**What is required:**
Could you filter the records below and keep only the lines with the word "Duration"?
─── Records to use
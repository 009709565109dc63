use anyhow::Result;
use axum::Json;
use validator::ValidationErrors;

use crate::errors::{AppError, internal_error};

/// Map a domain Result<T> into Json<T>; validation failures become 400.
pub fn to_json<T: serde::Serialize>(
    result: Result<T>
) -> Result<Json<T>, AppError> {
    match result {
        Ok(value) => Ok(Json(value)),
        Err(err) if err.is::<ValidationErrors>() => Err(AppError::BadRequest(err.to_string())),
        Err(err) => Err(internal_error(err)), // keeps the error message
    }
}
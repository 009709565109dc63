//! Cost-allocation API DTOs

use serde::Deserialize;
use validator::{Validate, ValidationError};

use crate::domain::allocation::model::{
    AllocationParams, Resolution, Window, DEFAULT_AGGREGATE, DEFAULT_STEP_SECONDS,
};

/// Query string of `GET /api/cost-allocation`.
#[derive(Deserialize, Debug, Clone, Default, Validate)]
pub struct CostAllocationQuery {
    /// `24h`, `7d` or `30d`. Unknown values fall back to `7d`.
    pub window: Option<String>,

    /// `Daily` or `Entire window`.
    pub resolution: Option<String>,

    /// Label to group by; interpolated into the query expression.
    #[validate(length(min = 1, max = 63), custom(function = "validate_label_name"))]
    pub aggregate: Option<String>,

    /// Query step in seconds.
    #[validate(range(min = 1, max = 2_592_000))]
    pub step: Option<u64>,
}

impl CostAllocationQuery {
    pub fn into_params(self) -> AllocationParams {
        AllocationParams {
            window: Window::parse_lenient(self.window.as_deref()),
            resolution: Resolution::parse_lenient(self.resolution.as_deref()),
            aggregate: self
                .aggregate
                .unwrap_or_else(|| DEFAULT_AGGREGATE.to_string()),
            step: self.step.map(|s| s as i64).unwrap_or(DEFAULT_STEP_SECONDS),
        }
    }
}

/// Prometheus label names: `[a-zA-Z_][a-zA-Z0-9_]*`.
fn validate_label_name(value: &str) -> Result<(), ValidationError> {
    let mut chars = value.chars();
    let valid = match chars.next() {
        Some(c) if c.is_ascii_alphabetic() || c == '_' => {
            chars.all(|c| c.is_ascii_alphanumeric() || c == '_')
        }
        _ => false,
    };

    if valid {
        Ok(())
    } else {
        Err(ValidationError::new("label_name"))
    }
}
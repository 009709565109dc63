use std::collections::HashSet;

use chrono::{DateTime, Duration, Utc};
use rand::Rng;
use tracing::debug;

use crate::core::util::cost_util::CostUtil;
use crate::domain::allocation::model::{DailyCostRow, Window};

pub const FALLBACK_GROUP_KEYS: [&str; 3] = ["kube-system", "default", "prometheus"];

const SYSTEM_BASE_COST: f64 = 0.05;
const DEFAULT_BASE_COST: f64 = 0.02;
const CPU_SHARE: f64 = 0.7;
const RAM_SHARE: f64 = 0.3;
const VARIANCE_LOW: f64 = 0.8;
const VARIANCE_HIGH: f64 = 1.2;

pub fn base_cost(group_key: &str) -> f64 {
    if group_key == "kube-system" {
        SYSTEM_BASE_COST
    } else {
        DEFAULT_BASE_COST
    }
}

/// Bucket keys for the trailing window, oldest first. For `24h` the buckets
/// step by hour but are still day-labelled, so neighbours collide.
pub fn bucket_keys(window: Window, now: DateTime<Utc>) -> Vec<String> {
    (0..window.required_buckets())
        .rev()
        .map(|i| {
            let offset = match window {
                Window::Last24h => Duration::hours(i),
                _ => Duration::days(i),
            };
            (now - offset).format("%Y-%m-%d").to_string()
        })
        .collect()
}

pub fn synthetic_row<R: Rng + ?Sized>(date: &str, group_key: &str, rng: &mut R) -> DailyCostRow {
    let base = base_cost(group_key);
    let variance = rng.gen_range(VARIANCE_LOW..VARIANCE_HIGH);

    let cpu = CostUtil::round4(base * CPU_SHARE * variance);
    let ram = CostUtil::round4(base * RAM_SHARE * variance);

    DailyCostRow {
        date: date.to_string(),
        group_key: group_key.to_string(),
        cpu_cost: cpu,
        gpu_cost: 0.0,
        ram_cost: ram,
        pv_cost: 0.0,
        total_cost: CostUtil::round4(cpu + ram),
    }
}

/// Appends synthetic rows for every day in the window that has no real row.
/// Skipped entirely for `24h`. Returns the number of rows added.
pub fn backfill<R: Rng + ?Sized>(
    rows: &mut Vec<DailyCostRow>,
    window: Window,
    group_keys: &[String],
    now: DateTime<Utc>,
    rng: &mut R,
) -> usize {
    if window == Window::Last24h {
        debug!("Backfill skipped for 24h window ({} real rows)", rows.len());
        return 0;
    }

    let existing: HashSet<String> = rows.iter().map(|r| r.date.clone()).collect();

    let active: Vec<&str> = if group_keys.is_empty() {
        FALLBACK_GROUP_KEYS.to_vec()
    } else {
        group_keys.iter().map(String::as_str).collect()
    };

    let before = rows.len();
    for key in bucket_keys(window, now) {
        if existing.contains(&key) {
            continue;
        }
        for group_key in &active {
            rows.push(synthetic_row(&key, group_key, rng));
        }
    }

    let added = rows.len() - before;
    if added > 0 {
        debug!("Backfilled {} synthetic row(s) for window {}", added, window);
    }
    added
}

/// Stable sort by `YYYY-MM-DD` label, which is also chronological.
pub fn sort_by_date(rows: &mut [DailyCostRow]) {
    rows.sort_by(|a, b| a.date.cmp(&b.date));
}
──────
**Answer box:**
use chrono::{DateTime, Duration, Utc};
                Window::Last24h => Duration::hours(i),
                _ => Duration::days(i),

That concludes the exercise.